[Start of section]

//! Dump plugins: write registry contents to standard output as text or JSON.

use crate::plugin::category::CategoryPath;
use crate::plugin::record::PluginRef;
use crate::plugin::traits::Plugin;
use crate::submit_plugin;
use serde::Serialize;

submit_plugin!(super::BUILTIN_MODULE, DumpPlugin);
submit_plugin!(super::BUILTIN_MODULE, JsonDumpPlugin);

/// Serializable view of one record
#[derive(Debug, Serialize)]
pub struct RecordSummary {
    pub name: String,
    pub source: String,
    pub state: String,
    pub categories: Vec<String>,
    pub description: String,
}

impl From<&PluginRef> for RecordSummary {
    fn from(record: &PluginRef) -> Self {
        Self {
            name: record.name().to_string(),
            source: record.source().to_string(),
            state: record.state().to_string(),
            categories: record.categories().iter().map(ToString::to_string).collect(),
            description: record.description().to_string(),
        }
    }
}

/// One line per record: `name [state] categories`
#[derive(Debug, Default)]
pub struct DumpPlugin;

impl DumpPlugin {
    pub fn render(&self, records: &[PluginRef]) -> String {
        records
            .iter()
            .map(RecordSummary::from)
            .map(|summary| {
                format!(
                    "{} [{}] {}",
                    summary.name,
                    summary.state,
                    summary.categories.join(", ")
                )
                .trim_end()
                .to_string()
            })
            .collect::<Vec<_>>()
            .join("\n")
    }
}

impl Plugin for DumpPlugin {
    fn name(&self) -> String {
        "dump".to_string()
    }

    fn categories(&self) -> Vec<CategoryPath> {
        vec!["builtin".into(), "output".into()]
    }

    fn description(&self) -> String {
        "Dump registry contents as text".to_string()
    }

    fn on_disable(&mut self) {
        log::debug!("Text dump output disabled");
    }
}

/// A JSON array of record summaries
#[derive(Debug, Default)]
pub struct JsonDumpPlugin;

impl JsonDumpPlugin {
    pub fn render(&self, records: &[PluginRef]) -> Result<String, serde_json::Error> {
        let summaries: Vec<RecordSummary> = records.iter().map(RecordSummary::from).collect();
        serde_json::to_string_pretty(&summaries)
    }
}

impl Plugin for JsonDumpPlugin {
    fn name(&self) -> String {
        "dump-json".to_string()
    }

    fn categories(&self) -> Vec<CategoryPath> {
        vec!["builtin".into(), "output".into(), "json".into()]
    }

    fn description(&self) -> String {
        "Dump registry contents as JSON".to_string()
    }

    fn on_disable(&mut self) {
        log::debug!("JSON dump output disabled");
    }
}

[End of section]

- **TASK BRIEF**: Reproduce the records above exactly. Leave nothing out.

- **ANSWER BELOW**:
//! Dump plugins: write registry contents to standard output as text or JSON.

use crate::plugin::category::CategoryPath;
use crate::plugin::record::PluginRef;
use crate::plugin::traits::Plugin;
use crate::submit_plugin;
use serde::Serialize;

submit_plugin!(super::BUILTIN_MODULE, DumpPlugin);
submit_plugin!(super::BUILTIN_MODULE, JsonDumpPlugin);

/// Serializable view of one record
#[derive(Debug, Serialize)]
pub struct RecordSummary {
    pub name: String,
    pub source: String,
    pub state: String,
    pub categories: Vec<String>,
    pub description: String,
}

impl From<&PluginRef> for RecordSummary {
    fn from(record: &PluginRef) -> Self {
        Self {
            name: record.name().to_string(),
            source: record.source().to_string(),
            state: record.state().to_string(),
            categories: record.categories().iter().map(ToString::to_string).collect(),
            description: record.description().to_string(),
        }
    }
}

/// One line per record: `name [state] categories`
#[derive(Debug, Default)]
pub struct DumpPlugin;

impl DumpPlugin {
    pub fn render(&self, records: &[PluginRef]) -> String {
        records
            .iter()
            .map(RecordSummary::from)
            .map(|summary| {
                format!(
                    "{} [{}] {}",
                    summary.name,
                    summary.state,
                    summary.categories.join(", ")
                )
                .trim_end()
                .to_string()
            })
            .collect::<Vec<_>>()
            .join("\n")
    }
}

impl Plugin for DumpPlugin {
    fn name(&self) -> String {
        "dump".to_string()
    }

    fn categories(&self) -> Vec<CategoryPath> {
        vec!["builtin".into(), "output".into()]
    }

    fn description(&self) -> String {
        "Dump registry contents as text".to_string()
    }

    fn on_disable(&mut self) {
        log::debug!("Text dump output disabled");
    }
}

/// A JSON array of record summaries
#[derive(Debug, Default)]
pub struct JsonDumpPlugin;

impl JsonDumpPlugin {
    pub fn render(&self, records: &[PluginRef]) -> Result<String, serde_json::Error> {
        let summaries: Vec<RecordSummary> = records.iter().map(RecordSummary::from).collect();
        serde_json::to_string_pretty(&summaries)
    }
}

impl Plugin for JsonDumpPlugin {
    fn name(&self) -> String {
        "dump-json".to_string()
    }

    fn categories(&self) -> Vec<CategoryPath> {
        vec!["builtin".into(), "output".into(), "json".into()]
    }

    fn description(&self) -> String {
        "Dump registry contents as JSON".to_string()
    }

    fn on_disable(&mut self) {
        log::debug!("JSON dump output disabled");
    }
}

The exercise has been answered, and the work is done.